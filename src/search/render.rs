//! Table-body markup for search results.
//!
//! Rows are produced by autoescaped Tera templates (`templates/rows/`), so
//! record fields can never inject markup. The same templates are loaded by the
//! server pages.

use serde::Serialize;
use serde::de::DeserializeOwned;
use tera::{Context, Tera};
use thiserror::Error;

use crate::domain::project::ProjectStatus;
use crate::dto::api::{ClientRecord, ProjectRecord};

pub const NO_RESULTS_MESSAGE: &str = "No results";

const CLIENT_ROWS_TEMPLATE: &str = "rows/clients.html";
const PROJECT_ROWS_TEMPLATE: &str = "rows/projects.html";
const MESSAGE_ROW_TEMPLATE: &str = "rows/message.html";

#[derive(Debug, Error)]
pub enum RenderError {
    #[error("Template error: {0}")]
    Template(#[from] tera::Error),
}

/// Turns decoded records, or a status message, into table-body markup.
pub trait RowRenderer: Send + Sync + 'static {
    type Record: DeserializeOwned + Send + 'static;

    /// One row per record, in order.
    fn render_records(&self, records: &[Self::Record]) -> Result<String, RenderError>;

    /// A single muted row spanning the table.
    fn render_message(&self, message: &str) -> Result<String, RenderError>;

    /// Renders `records`, or the "No results" row when there are none.
    fn render(&self, records: &[Self::Record]) -> Result<String, RenderError> {
        if records.is_empty() {
            self.render_message(NO_RESULTS_MESSAGE)
        } else {
            self.render_records(records)
        }
    }
}

#[derive(Clone)]
struct RowTemplates {
    tera: Tera,
}

impl RowTemplates {
    fn new() -> Result<Self, RenderError> {
        let mut tera = Tera::default();
        tera.add_raw_templates(vec![
            (
                CLIENT_ROWS_TEMPLATE,
                include_str!("../../templates/rows/clients.html"),
            ),
            (
                PROJECT_ROWS_TEMPLATE,
                include_str!("../../templates/rows/projects.html"),
            ),
            (
                MESSAGE_ROW_TEMPLATE,
                include_str!("../../templates/rows/message.html"),
            ),
        ])?;
        Ok(Self { tera })
    }

    fn rows<T: Serialize>(&self, template: &str, rows: &[T]) -> Result<String, RenderError> {
        let mut context = Context::new();
        context.insert("rows", rows);
        Ok(self.tera.render(template, &context)?)
    }

    fn message(&self, colspan: usize, message: &str) -> Result<String, RenderError> {
        let mut context = Context::new();
        context.insert("colspan", &colspan);
        context.insert("message", message);
        Ok(self.tera.render(MESSAGE_ROW_TEMPLATE, &context)?)
    }
}

/// Display values of a client row, fallbacks applied.
#[derive(Serialize)]
struct ClientRow<'a> {
    id: i32,
    name: &'a str,
    company: &'a str,
    email: &'a str,
    phone: &'a str,
    project_count: i64,
}

impl<'a> From<&'a ClientRecord> for ClientRow<'a> {
    fn from(record: &'a ClientRecord) -> Self {
        Self {
            id: record.id,
            name: record.name.as_deref().unwrap_or_default(),
            company: record.company.as_deref().unwrap_or_default(),
            email: record.email.as_deref().unwrap_or_default(),
            phone: record.phone.as_deref().unwrap_or_default(),
            project_count: record.project_count.unwrap_or(0),
        }
    }
}

/// Display values of a project row, fallbacks applied.
#[derive(Serialize)]
struct ProjectRow<'a> {
    id: i32,
    name: &'a str,
    client_id: i32,
    client_name: &'a str,
    status: &'a str,
    badge: &'static str,
    due_date: &'a str,
}

impl<'a> From<&'a ProjectRecord> for ProjectRow<'a> {
    fn from(record: &'a ProjectRecord) -> Self {
        let status = record.status.as_deref().unwrap_or_default();
        Self {
            id: record.id,
            name: record.name.as_deref().unwrap_or_default(),
            client_id: record.client_id,
            client_name: record.client_name.as_deref().unwrap_or_default(),
            status,
            badge: ProjectStatus::parse(status).badge_class(),
            due_date: record
                .due_date
                .as_deref()
                .filter(|date| !date.is_empty())
                .unwrap_or("-"),
        }
    }
}

/// Name, company, email, phone, project count and a View link.
#[derive(Clone)]
pub struct ClientRowRenderer {
    templates: RowTemplates,
}

impl ClientRowRenderer {
    /// Message rows span all columns.
    pub const COLUMNS: usize = 6;

    pub fn new() -> Result<Self, RenderError> {
        Ok(Self {
            templates: RowTemplates::new()?,
        })
    }
}

impl RowRenderer for ClientRowRenderer {
    type Record = ClientRecord;

    fn render_records(&self, records: &[ClientRecord]) -> Result<String, RenderError> {
        let rows: Vec<ClientRow> = records.iter().map(ClientRow::from).collect();
        self.templates.rows(CLIENT_ROWS_TEMPLATE, &rows)
    }

    fn render_message(&self, message: &str) -> Result<String, RenderError> {
        self.templates.message(Self::COLUMNS, message)
    }
}

/// Name, client link, status badge, due date and a View link.
#[derive(Clone)]
pub struct ProjectRowRenderer {
    templates: RowTemplates,
}

impl ProjectRowRenderer {
    pub const COLUMNS: usize = 5;

    pub fn new() -> Result<Self, RenderError> {
        Ok(Self {
            templates: RowTemplates::new()?,
        })
    }
}

impl RowRenderer for ProjectRowRenderer {
    type Record = ProjectRecord;

    fn render_records(&self, records: &[ProjectRecord]) -> Result<String, RenderError> {
        let rows: Vec<ProjectRow> = records.iter().map(ProjectRow::from).collect();
        self.templates.rows(PROJECT_ROWS_TEMPLATE, &rows)
    }

    fn render_message(&self, message: &str) -> Result<String, RenderError> {
        self.templates.message(Self::COLUMNS, message)
    }
}
use std::fmt::{Display, Formatter};

use serde::{Deserialize, Serialize};

/// Trimmed free-form search text.
///
/// An empty query is valid and means "no filter".
#[derive(Clone, Debug, Default, PartialEq, Eq, Hash, Serialize, Deserialize)]
pub struct SearchQuery(String);

impl SearchQuery {
    pub fn new<S: AsRef<str>>(raw: S) -> Self {
        Self(raw.as_ref().trim().to_string())
    }

    /// Builds a query from an optional request parameter, treating a missing
    /// value like an empty one.
    pub fn from_param(raw: Option<&str>) -> Self {
        Self::new(raw.unwrap_or_default())
    }

    pub fn as_str(&self) -> &str {
        &self.0
    }

    pub fn is_empty(&self) -> bool {
        self.0.is_empty()
    }

    /// SQL `LIKE` pattern matching the query anywhere in a column.
    ///
    /// `\`, `%` and `_` are escaped with a backslash, so the statement must use
    /// `ESCAPE '\'`.
    pub fn like_pattern(&self) -> String {
        let mut pattern = String::with_capacity(self.0.len() + 2);
        pattern.push('%');
        for c in self.0.chars() {
            if matches!(c, '\\' | '%' | '_') {
                pattern.push('\\');
            }
            pattern.push(c);
        }
        pattern.push('%');
        pattern
    }
}

impl Display for SearchQuery {
    fn fmt(&self, f: &mut Formatter<'_>) -> std::fmt::Result {
        write!(f, "{}", self.0)
    }
}

impl From<&str> for SearchQuery {
    fn from(value: &str) -> Self {
        Self::new(value)
    }
}

impl From<String> for SearchQuery {
    fn from(value: String) -> Self {
        Self::new(value)
    }
}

About this task -
Now write the data shown above out again, word for word.

Written response -
filename src/search/render.rs
//! Table-body markup for search results.
//!
//! Rows are produced by autoescaped Tera templates (`templates/rows/`), so
//! record fields can never inject markup. The same templates are loaded by the
//! server pages.

use serde::Serialize;
use serde::de::DeserializeOwned;
use tera::{Context, Tera};
use thiserror::Error;

use crate::domain::project::ProjectStatus;
use crate::dto::api::{ClientRecord, ProjectRecord};

pub const NO_RESULTS_MESSAGE: &str = "No results";

const CLIENT_ROWS_TEMPLATE: &str = "rows/clients.html";
const PROJECT_ROWS_TEMPLATE: &str = "rows/projects.html";
const MESSAGE_ROW_TEMPLATE: &str = "rows/message.html";

#[derive(Debug, Error)]
pub enum RenderError {
    #[error("Template error: {0}")]
    Template(#[from] tera::Error),
}

/// Turns decoded records, or a status message, into table-body markup.
pub trait RowRenderer: Send + Sync + 'static {
    type Record: DeserializeOwned + Send + 'static;

    /// One row per record, in order.
    fn render_records(&self, records: &[Self::Record]) -> Result<String, RenderError>;

    /// A single muted row spanning the table.
    fn render_message(&self, message: &str) -> Result<String, RenderError>;

    /// Renders `records`, or the "No results" row when there are none.
    fn render(&self, records: &[Self::Record]) -> Result<String, RenderError> {
        if records.is_empty() {
            self.render_message(NO_RESULTS_MESSAGE)
        } else {
            self.render_records(records)
        }
    }
}

#[derive(Clone)]
struct RowTemplates {
    tera: Tera,
}

impl RowTemplates {
    fn new() -> Result<Self, RenderError> {
        let mut tera = Tera::default();
        tera.add_raw_templates(vec![
            (
                CLIENT_ROWS_TEMPLATE,
                include_str!("../../templates/rows/clients.html"),
            ),
            (
                PROJECT_ROWS_TEMPLATE,
                include_str!("../../templates/rows/projects.html"),
            ),
            (
                MESSAGE_ROW_TEMPLATE,
                include_str!("../../templates/rows/message.html"),
            ),
        ])?;
        Ok(Self { tera })
    }

    fn rows<T: Serialize>(&self, template: &str, rows: &[T]) -> Result<String, RenderError> {
        let mut context = Context::new();
        context.insert("rows", rows);
        Ok(self.tera.render(template, &context)?)
    }

    fn message(&self, colspan: usize, message: &str) -> Result<String, RenderError> {
        let mut context = Context::new();
        context.insert("colspan", &colspan);
        context.insert("message", message);
        Ok(self.tera.render(MESSAGE_ROW_TEMPLATE, &context)?)
    }
}

/// Display values of a client row, fallbacks applied.
#[derive(Serialize)]
struct ClientRow<'a> {
    id: i32,
    name: &'a str,
    company: &'a str,
    email: &'a str,
    phone: &'a str,
    project_count: i64,
}

impl<'a> From<&'a ClientRecord> for ClientRow<'a> {
    fn from(record: &'a ClientRecord) -> Self {
        Self {
            id: record.id,
            name: record.name.as_deref().unwrap_or_default(),
            company: record.company.as_deref().unwrap_or_default(),
            email: record.email.as_deref().unwrap_or_default(),
            phone: record.phone.as_deref().unwrap_or_default(),
            project_count: record.project_count.unwrap_or(0),
        }
    }
}

/// Display values of a project row, fallbacks applied.
#[derive(Serialize)]
struct ProjectRow<'a> {
    id: i32,
    name: &'a str,
    client_id: i32,
    client_name: &'a str,
    status: &'a str,
    badge: &'static str,
    due_date: &'a str,
}

impl<'a> From<&'a ProjectRecord> for ProjectRow<'a> {
    fn from(record: &'a ProjectRecord) -> Self {
        let status = record.status.as_deref().unwrap_or_default();
        Self {
            id: record.id,
            name: record.name.as_deref().unwrap_or_default(),
            client_id: record.client_id,
            client_name: record.client_name.as_deref().unwrap_or_default(),
            status,
            badge: ProjectStatus::parse(status).badge_class(),
            due_date: record
                .due_date
                .as_deref()
                .filter(|date| !date.is_empty())
                .unwrap_or("-"),
        }
    }
}

/// Name, company, email, phone, project count and a View link.
#[derive(Clone)]
pub struct ClientRowRenderer {
    templates: RowTemplates,
}

impl ClientRowRenderer {
    /// Message rows span all columns.
    pub const COLUMNS: usize = 6;

    pub fn new() -> Result<Self, RenderError> {
        Ok(Self {
            templates: RowTemplates::new()?,
        })
    }
}

impl RowRenderer for ClientRowRenderer {
    type Record = ClientRecord;

    fn render_records(&self, records: &[ClientRecord]) -> Result<String, RenderError> {
        let rows: Vec<ClientRow> = records.iter().map(ClientRow::from).collect();
        self.templates.rows(CLIENT_ROWS_TEMPLATE, &rows)
    }

    fn render_message(&self, message: &str) -> Result<String, RenderError> {
        self.templates.message(Self::COLUMNS, message)
    }
}

/// Name, client link, status badge, due date and a View link.
#[derive(Clone)]
pub struct ProjectRowRenderer {
    templates: RowTemplates,
}

impl ProjectRowRenderer {
    pub const COLUMNS: usize = 5;

    pub fn new() -> Result<Self, RenderError> {
        Ok(Self {
            templates: RowTemplates::new()?,
        })
    }
}

impl RowRenderer for ProjectRowRenderer {
    type Record = ProjectRecord;

    fn render_records(&self, records: &[ProjectRecord]) -> Result<String, RenderError> {
        let rows: Vec<ProjectRow> = records.iter().map(ProjectRow::from).collect();
        self.templates.rows(PROJECT_ROWS_TEMPLATE, &rows)
    }

    fn render_message(&self, message: &str) -> Result<String, RenderError> {
        self.templates.message(Self::COLUMNS, message)
    }
}
use std::fmt::{Display, Formatter};

use serde::{Deserialize, Serialize};

/// Trimmed free-form search text.
///
/// An empty query is valid and means "no filter".
#[derive(Clone, Debug, Default, PartialEq, Eq, Hash, Serialize, Deserialize)]
pub struct SearchQuery(String);

impl SearchQuery {
    pub fn new<S: AsRef<str>>(raw: S) -> Self {
        Self(raw.as_ref().trim().to_string())
    }

    /// Builds a query from an optional request parameter, treating a missing
    /// value like an empty one.
    pub fn from_param(raw: Option<&str>) -> Self {
        Self::new(raw.unwrap_or_default())
    }

    pub fn as_str(&self) -> &str {
        &self.0
    }

    pub fn is_empty(&self) -> bool {
        self.0.is_empty()
    }

    /// SQL `LIKE` pattern matching the query anywhere in a column.
    ///
    /// `\`, `%` and `_` are escaped with a backslash, so the statement must use
    /// `ESCAPE '\'`.
    pub fn like_pattern(&self) -> String {
        let mut pattern = String::with_capacity(self.0.len() + 2);
        pattern.push('%');
        for c in self.0.chars() {
            if matches!(c, '\\' | '%' | '_') {
                pattern.push('\\');
            }
            pattern.push(c);
        }
        pattern.push('%');
        pattern
    }
}

impl Display for SearchQuery {
    fn fmt(&self, f: &mut Formatter<'_>) -> std::fmt::Result {
        write!(f, "{}", self.0)
    }
}

impl From<&str> for SearchQuery {
    fn from(value: &str) -> Self {
        Self::new(value)
    }
}

impl From<String> for SearchQuery {
    fn from(value: String) -> Self {
        Self::new(value)
    }
}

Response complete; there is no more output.